For months and months, poker players everywhere have been frustrated by numerous news bits about the possible impending sale of Full Tilt Poker. With hundreds of millions in player balances dangling in the wind, the anxiety over this story has clearly been justified. Today, it appears we have received some real news: PokerStars is apparently purchasing Full Tilt Poker for $750 million and will pay back all player balances worldwide.

So what does all this mean, and what incentive did PokerStars have to make this deal?

The reasons for PokerStars seem obvious to me. They had an opportunity to do three things, all of which are of huge value to their company.

First, they can make good with the DOJ. It’s generally assumed that this deal is directly related to PokerStars having come to terms with the DOJ in regard to the charges that were levied on Black Friday. PokerStars covering US player balances is a big part of this. The DOJ can avoid public backlash from US citizens without cost to taxpayers. That’s a big win for the DOJ. By making this deal, it’s possible that PokerStars will have an opportunity at some point to legally reenter the US market. Even if not, though, ending their squabbles with the DOJ has major value to them.

Second, they’re avoiding once again having to contend with the biggest competitor they’ve had in the last 5+ years. Nobody really knows if Full Tilt would be a force once again under new ownership, but PokerStars spent many millions of dollars trying to outflank them over the years. Now, they can rest peacefully knowing that their market dominance will remain intact for the time being. Instead of finding ways to counter Full Tilt’s advantages, such as their software and the Rush Poker concept, those valuable advantages will now belong exclusively to PokerStars.

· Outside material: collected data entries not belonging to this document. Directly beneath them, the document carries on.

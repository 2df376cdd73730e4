use std::path::PathBuf;
use thiserror::Error;

use rust_decimal::Decimal;

use crate::affiliate::ApplicationStatus;
use crate::invoice::InvoiceStatus;
use crate::plan::PlanStatus;

#[derive(Error, Debug)]
pub enum BillingError {
    #[error("Config directory not found at {0}. Run 'league init' to create it.")]
    ConfigNotFound(PathBuf),

    #[error("Config file not found: {0}")]
    ConfigFileNotFound(PathBuf),

    #[error("Failed to parse config file {path}: {source}")]
    ConfigParse {
        path: PathBuf,
        #[source]
        source: toml::de::Error,
    },

    #[error("Failed to write state file: {0}")]
    StateWrite(#[from] toml::ser::Error),

    #[error("JSON error: {0}")]
    Json(#[from] serde_json::Error),

    #[error("IO error: {0}")]
    Io(#[from] std::io::Error),

    #[error("Config directory already exists at {0}")]
    AlreadyInitialized(PathBuf),

    #[error("Invalid item format '{0}'. Expected 'name:amount[:quantity]' (e.g., 'Spring registration:150:2')")]
    InvalidItemFormat(String),

    #[error("Invalid amount '{0}'")]
    InvalidAmount(String),

    #[error("Amount '{0}' is larger than 1,000,000,000,000")]
    AmountTooLarge(String),

    #[error("Amount {0} has fractions of a cent; use at most two decimal places")]
    SubCentAmount(Decimal),

    #[error("Amount is too large to compute")]
    AmountOverflow,

    #[error("Invalid date '{0}'. Expected YYYY-MM-DD")]
    InvalidDate(String),

    #[error("No items specified. Use --item <name>:<amount>[:<quantity>] to add line items.")]
    NoItems,

    #[error("Item {index} has a negative amount ({amount})")]
    NegativeAmount { index: usize, amount: Decimal },

    #[error("Item {index} has quantity {quantity}; quantity must be at least 1")]
    InvalidQuantity { index: usize, quantity: i64 },

    #[error("Tax rate must not be negative (got {0})")]
    NegativeTaxRate(Decimal),

    #[error("Due date {due} is before issue date {issued}")]
    DueBeforeIssue {
        issued: chrono::NaiveDate,
        due: chrono::NaiveDate,
    },

    #[error("Cannot remove the last remaining invoice item")]
    LastInvoiceItem,

    #[error("No invoice item at index {index} (invoice has {count} item(s))")]
    ItemIndex { index: usize, count: usize },

    #[error("Invoice '{0}' not found")]
    InvoiceNotFound(String),

    #[error("Invalid invoice index '{0}'. Use 'league invoice list' to see available invoices.")]
    InvalidInvoiceIndex(String),

    #[error("Invalid status '{0}'. Use draft, sent, paid, overdue, or cancelled.")]
    InvalidStatus(String),

    #[error("Invoice cannot move from {from} to {to}")]
    InvoiceTransition {
        from: InvoiceStatus,
        to: InvoiceStatus,
    },

    #[error("Invoice '{number}' is {status} and can no longer be deleted")]
    InvoiceNotDeletable {
        number: String,
        status: InvoiceStatus,
    },

    #[error("A payment plan needs between {min} and {max} installments (got {got})")]
    InstallmentCount { got: u32, min: u32, max: u32 },

    #[error("Payment plan total must be greater than zero (got {0})")]
    InvalidPlanTotal(Decimal),

    #[error("Unknown payment frequency '{0}'. Use 'weekly', 'bi-weekly', or 'monthly'.")]
    InvalidFrequency(String),

    #[error("Payment plan {0} not found")]
    PlanNotFound(u32),

    #[error("Payment plan transaction {0} not found")]
    TransactionNotFound(u32),

    #[error("Payment plan cannot move from {from} to {to}")]
    PlanTransition { from: PlanStatus, to: PlanStatus },

    #[error("Payment plan {id} is {status} and does not accept payments")]
    PlanClosed { id: u32, status: PlanStatus },

    #[error("Affiliate {0} not found")]
    AffiliateNotFound(u32),

    #[error("Affiliate application cannot move from {from} to {to}")]
    ApplicationTransition {
        from: ApplicationStatus,
        to: ApplicationStatus,
    },

    #[error("Affiliate {id} is {status}; commissions require an approved affiliate")]
    AffiliateNotApproved { id: u32, status: ApplicationStatus },

    #[error("Commission rate must be between 0 and 100 (got {0})")]
    InvalidCommissionRate(Decimal),

    #[error("Sale amount must be greater than zero (got {0})")]
    InvalidSaleAmount(Decimal),

    #[error("No API base URL configured. Set [api] base_url in config.toml.")]
    ApiNotConfigured,

    #[error("No API token available. Set [api] token in config.toml or LEAGUE_API_TOKEN.")]
    MissingToken,

    #[error("{0}")]
    Remote(String),
}

pub type Result<T> = std::result::Result<T, BillingError>;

Third, PokerStars looks like a hero to poker players everywhere. It’s a huge win for them from a PR perspective. For any current or prospective customers who ever doubted their commitment to protecting player balances, doubt no more. Their (and Full Tilt’s) former US customers will also remember this well if PokerStars is someday back in the US market. PokerStars will forever be the company that swooped in out of nowhere and saved thousands of poker players from getting shorted immensely on their payouts.

As far as what’s going to happen with some of the nitty-gritty issues that players and industry people will be concerned about, I have a few guesses.

My first guess is a big one, and probably one a lot of people will disagree with. I think that PokerStars will either close the Full Tilt brand or make it a “skin” of PokerStars. I’m aware that the sources today have stated that there will be two separate sites. PokerStars has some incentive to keep it that way, as there are a number of users who prefer each of the two types of software and have loyalties for one reason or another to a particular brand.

But, there is a lot of baggage associated with the Full Tilt brand. It will always remind people of Howard Lederer and Chris Ferguson, if nothing else. Both FTP and Stars require millions of dollars per year in software development and maintenance costs. FTP has some enormous liabilities in the form of bad affiliate deals that were costing them hundreds of millions per year prior to their shutdown. It’d be easier for PokerStars to simply hit the reset button on all the mistakes Full Tilt has made than to try and dig their way out of Full Tilt’s problems.

Regarding rakeback, I previously considered it 5% at best that a new owner would honor existing rakeback deals for players on Full Tilt. That number has gone down to 0% as of today. Whether or not they continue to operate the Full Tilt Poker brand, PokerStars is well aware of the many problems generated by the rakeback scheme. The last thing they want is people trading around and selling accounts based on those accounts having special privileges. I assume they will stick a knife in it on day one and replace it with a loyalty program for all customers, just as they have on PokerStars.

Similarly, revenue sharing affiliates should not expect their deals to be honored. There’s some possibility that PokerStars offers a few large affiliates some sort of buyout in order to establish a good relationship with them going forward. I lean toward very few affiliates getting anything at all for prior sign-ups.

I’m sure there will be all kinds of speculation about this posted today, and I’m looking forward to hearing the opinions of many others in the industry. It looks like the path is cleared for players everywhere to get their Full Tilt money back. And no matter where else this takes us, that has to be a good thing.